А ты, мылый, чернобрывый,
Присунься блызенько!
Зелененькій барвиночку,
Стелися ще нызче!
А ты, мылый, чернобрывый,
Присунься ще блыжче!
Черевик заглянул в это время в дверь, и, увидя дочь свою танцующею перед зеркалом, остановился. Долго глядел он, смеясь невиданному капризу девушки, которая, задумавшись, не примечала, казалось, ничего; но когда же услышал знакомые звуки песни, — жилки в нем зашевелились; гордо подбоченившись, выступил он вперед и пустился в присядку, позабыв про все дела свои. Громкий хохот кума заставил обоих вздрогнуть. „Вот хорошо, батька с дочкой затеяли здесь сами свадьбу! Ступайте же скорее: жених пришел!“ При последнем слове Параска вспыхнула ярче алой ленты, повязывавшей ее голову, а беспечный отец ее вспомнил, зачем пришел он. „Ну, дочка! пойдем скорее! Хивря с радости, что я продал кобылу, побежала“, говорил он, боязливо оглядываясь по сторонам: „побежала закупать себе плахт и дерюг всяких, так нужно до приходу ее всё кончить!“ Не успела переступить она за порог хаты, как почувствовала себя на руках парубка в белой свитке, который с кучею народа выжидал ее на улице. „Боже, благослови!“ сказал Черевик, складывая им руки. „Пусть их живут, как венки вьют!“ Тут послышался шум в народе: „Я скорее тресну, чем допущу до этого!“ кричала сожительница Солопия, которую однако ж с хохотом отталкивала толпа народа. „Не бесись, не бесись, жинка!“ говорил хладнокровно Черевик, видя, что пара дюжих цыган овладела ее руками: „что сделано, то сделано; я переменять не люблю!“ — „Нет! нет! этого-то не будет!“ кричала Хивря, но никто не слушал ее; несколько пар обступило новую пару и составили около нее непроницаемую, танцующую стену.

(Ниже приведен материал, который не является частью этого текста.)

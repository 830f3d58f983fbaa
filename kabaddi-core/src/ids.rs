use uuid::Uuid;

/// Generate a fresh opaque entity id.
pub fn generate_id() -> String {
    Uuid::new_v4().to_string()
}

Странное неизъяснимое чувство овладело бы зрителем, при виде, как от одного удара смычком музыканта в сермяжной свитке, с длинными закрученными усами, всё обратилось, волею и неволею, к единству и перешло в согласие. Люди, на угрюмых лицах которых, кажется, век не проскальзывала улыбка, притопывали ногами и вздрагивали плечами. Всё неслось. Всё танцовало. Но еще страннее, еще неразгаданнее чувство пробудилось бы в глубине души при взгляде на старушек, на ветхих лицах которых веяло равнодушие могилы, толкавшихся между новым, смеющимся, живым человеком. Беспечные! даже без детской радости, без искры сочувствия, которых один хмель только, как механик своего безжизненного автомата, заставляет делать что-то подобное человеческому, они тихо покачивали охмелевшими головами, подтанцывая за веселящимся народом, не обращая даже глаз на молодую чету.